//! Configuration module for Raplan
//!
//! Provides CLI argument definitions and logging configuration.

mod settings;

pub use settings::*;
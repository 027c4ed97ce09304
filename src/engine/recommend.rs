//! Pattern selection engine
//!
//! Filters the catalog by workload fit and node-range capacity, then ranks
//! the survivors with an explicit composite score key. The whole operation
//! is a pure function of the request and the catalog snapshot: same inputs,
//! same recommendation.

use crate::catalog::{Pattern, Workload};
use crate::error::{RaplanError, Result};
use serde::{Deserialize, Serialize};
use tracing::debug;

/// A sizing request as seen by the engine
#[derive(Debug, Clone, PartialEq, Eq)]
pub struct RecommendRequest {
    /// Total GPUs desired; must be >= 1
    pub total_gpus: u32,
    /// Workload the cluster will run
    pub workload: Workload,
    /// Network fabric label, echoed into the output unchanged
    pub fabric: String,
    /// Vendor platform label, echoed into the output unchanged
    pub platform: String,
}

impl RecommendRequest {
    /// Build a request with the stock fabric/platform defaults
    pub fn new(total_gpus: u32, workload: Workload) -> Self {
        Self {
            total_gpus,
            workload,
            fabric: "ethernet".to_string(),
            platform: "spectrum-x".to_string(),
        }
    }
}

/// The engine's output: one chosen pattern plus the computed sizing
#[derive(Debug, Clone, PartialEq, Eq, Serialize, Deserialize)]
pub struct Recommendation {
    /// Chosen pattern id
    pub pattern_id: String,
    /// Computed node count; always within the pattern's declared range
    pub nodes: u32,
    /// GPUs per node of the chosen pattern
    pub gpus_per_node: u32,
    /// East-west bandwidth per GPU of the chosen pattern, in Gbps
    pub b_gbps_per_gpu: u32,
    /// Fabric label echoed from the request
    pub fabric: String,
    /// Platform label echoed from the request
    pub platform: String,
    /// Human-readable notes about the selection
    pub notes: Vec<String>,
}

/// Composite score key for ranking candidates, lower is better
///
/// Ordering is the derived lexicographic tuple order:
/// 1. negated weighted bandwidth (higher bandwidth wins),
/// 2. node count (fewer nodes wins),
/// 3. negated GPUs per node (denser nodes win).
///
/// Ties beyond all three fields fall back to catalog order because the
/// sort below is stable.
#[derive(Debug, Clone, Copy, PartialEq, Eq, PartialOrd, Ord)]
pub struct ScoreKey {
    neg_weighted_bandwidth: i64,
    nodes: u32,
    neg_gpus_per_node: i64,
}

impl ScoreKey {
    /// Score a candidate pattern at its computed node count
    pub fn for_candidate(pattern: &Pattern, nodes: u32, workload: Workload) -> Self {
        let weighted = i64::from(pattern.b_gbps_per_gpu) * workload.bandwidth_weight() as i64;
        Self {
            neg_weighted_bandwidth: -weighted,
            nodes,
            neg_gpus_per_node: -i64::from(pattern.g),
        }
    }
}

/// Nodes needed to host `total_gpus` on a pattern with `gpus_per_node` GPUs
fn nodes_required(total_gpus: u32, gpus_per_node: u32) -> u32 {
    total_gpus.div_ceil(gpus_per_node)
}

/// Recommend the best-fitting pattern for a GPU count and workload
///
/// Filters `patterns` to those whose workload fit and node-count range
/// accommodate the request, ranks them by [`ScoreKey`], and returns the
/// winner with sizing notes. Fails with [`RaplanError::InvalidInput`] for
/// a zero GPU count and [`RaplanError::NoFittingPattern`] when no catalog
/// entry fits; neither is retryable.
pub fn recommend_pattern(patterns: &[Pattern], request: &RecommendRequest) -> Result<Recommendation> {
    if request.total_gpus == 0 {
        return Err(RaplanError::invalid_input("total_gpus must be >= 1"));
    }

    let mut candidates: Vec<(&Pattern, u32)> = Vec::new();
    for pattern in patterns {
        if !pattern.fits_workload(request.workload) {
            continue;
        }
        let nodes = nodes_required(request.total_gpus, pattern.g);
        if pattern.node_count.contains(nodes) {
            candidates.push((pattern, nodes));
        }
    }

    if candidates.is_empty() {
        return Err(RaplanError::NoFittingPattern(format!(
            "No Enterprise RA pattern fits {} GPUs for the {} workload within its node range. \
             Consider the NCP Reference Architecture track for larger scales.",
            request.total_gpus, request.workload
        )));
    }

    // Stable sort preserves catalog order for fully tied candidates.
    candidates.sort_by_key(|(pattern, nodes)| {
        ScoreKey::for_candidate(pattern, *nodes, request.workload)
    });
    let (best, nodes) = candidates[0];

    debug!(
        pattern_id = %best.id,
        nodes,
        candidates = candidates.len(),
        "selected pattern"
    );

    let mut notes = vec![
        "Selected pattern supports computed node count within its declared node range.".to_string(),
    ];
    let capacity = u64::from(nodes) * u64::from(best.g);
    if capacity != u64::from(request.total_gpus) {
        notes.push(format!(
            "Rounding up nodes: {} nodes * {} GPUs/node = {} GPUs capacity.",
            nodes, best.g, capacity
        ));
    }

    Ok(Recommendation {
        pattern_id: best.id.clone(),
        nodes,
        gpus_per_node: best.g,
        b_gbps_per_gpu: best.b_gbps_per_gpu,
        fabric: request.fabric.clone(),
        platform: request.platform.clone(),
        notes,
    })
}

§

• _Task prompt_: Word for word, restate every record in the listing.

• _Solution_:
//! Configuration module for Raplan
//!
//! Provides CLI argument definitions and logging configuration.

mod settings;

pub use settings::*;
repository 027c4ed97ce09304
filename src/engine/recommend.rs
//! Pattern selection engine
//!
//! Filters the catalog by workload fit and node-range capacity, then ranks
//! the survivors with an explicit composite score key. The whole operation
//! is a pure function of the request and the catalog snapshot: same inputs,
//! same recommendation.

use crate::catalog::{Pattern, Workload};
use crate::error::{RaplanError, Result};
use serde::{Deserialize, Serialize};
use tracing::debug;

/// A sizing request as seen by the engine
#[derive(Debug, Clone, PartialEq, Eq)]
pub struct RecommendRequest {
    /// Total GPUs desired; must be >= 1
    pub total_gpus: u32,
    /// Workload the cluster will run
    pub workload: Workload,
    /// Network fabric label, echoed into the output unchanged
    pub fabric: String,
    /// Vendor platform label, echoed into the output unchanged
    pub platform: String,
}

impl RecommendRequest {
    /// Build a request with the stock fabric/platform defaults
    pub fn new(total_gpus: u32, workload: Workload) -> Self {
        Self {
            total_gpus,
            workload,
            fabric: "ethernet".to_string(),
            platform: "spectrum-x".to_string(),
        }
    }
}

/// The engine's output: one chosen pattern plus the computed sizing
#[derive(Debug, Clone, PartialEq, Eq, Serialize, Deserialize)]
pub struct Recommendation {
    /// Chosen pattern id
    pub pattern_id: String,
    /// Computed node count; always within the pattern's declared range
    pub nodes: u32,
    /// GPUs per node of the chosen pattern
    pub gpus_per_node: u32,
    /// East-west bandwidth per GPU of the chosen pattern, in Gbps
    pub b_gbps_per_gpu: u32,
    /// Fabric label echoed from the request
    pub fabric: String,
    /// Platform label echoed from the request
    pub platform: String,
    /// Human-readable notes about the selection
    pub notes: Vec<String>,
}

/// Composite score key for ranking candidates, lower is better
///
/// Ordering is the derived lexicographic tuple order:
/// 1. negated weighted bandwidth (higher bandwidth wins),
/// 2. node count (fewer nodes wins),
/// 3. negated GPUs per node (denser nodes win).
///
/// Ties beyond all three fields fall back to catalog order because the
/// sort below is stable.
#[derive(Debug, Clone, Copy, PartialEq, Eq, PartialOrd, Ord)]
pub struct ScoreKey {
    neg_weighted_bandwidth: i64,
    nodes: u32,
    neg_gpus_per_node: i64,
}

impl ScoreKey {
    /// Score a candidate pattern at its computed node count
    pub fn for_candidate(pattern: &Pattern, nodes: u32, workload: Workload) -> Self {
        let weighted = i64::from(pattern.b_gbps_per_gpu) * workload.bandwidth_weight() as i64;
        Self {
            neg_weighted_bandwidth: -weighted,
            nodes,
            neg_gpus_per_node: -i64::from(pattern.g),
        }
    }
}

/// Nodes needed to host `total_gpus` on a pattern with `gpus_per_node` GPUs
fn nodes_required(total_gpus: u32, gpus_per_node: u32) -> u32 {
    total_gpus.div_ceil(gpus_per_node)
}

/// Recommend the best-fitting pattern for a GPU count and workload
///
/// Filters `patterns` to those whose workload fit and node-count range
/// accommodate the request, ranks them by [`ScoreKey`], and returns the
/// winner with sizing notes. Fails with [`RaplanError::InvalidInput`] for
/// a zero GPU count and [`RaplanError::NoFittingPattern`] when no catalog
/// entry fits; neither is retryable.
pub fn recommend_pattern(patterns: &[Pattern], request: &RecommendRequest) -> Result<Recommendation> {
    if request.total_gpus == 0 {
        return Err(RaplanError::invalid_input("total_gpus must be >= 1"));
    }

    let mut candidates: Vec<(&Pattern, u32)> = Vec::new();
    for pattern in patterns {
        if !pattern.fits_workload(request.workload) {
            continue;
        }
        let nodes = nodes_required(request.total_gpus, pattern.g);
        if pattern.node_count.contains(nodes) {
            candidates.push((pattern, nodes));
        }
    }

    if candidates.is_empty() {
        return Err(RaplanError::NoFittingPattern(format!(
            "No Enterprise RA pattern fits {} GPUs for the {} workload within its node range. \
             Consider the NCP Reference Architecture track for larger scales.",
            request.total_gpus, request.workload
        )));
    }

    // Stable sort preserves catalog order for fully tied candidates.
    candidates.sort_by_key(|(pattern, nodes)| {
        ScoreKey::for_candidate(pattern, *nodes, request.workload)
    });
    let (best, nodes) = candidates[0];

    debug!(
        pattern_id = %best.id,
        nodes,
        candidates = candidates.len(),
        "selected pattern"
    );

    let mut notes = vec![
        "Selected pattern supports computed node count within its declared node range.".to_string(),
    ];
    let capacity = u64::from(nodes) * u64::from(best.g);
    if capacity != u64::from(request.total_gpus) {
        notes.push(format!(
            "Rounding up nodes: {} nodes * {} GPUs/node = {} GPUs capacity.",
            nodes, best.g, capacity
        ));
    }

    Ok(Recommendation {
        pattern_id: best.id.clone(),
        nodes,
        gpus_per_node: best.g,
        b_gbps_per_gpu: best.b_gbps_per_gpu,
        fabric: request.fabric.clone(),
        platform: request.platform.clone(),
        notes,
    })
}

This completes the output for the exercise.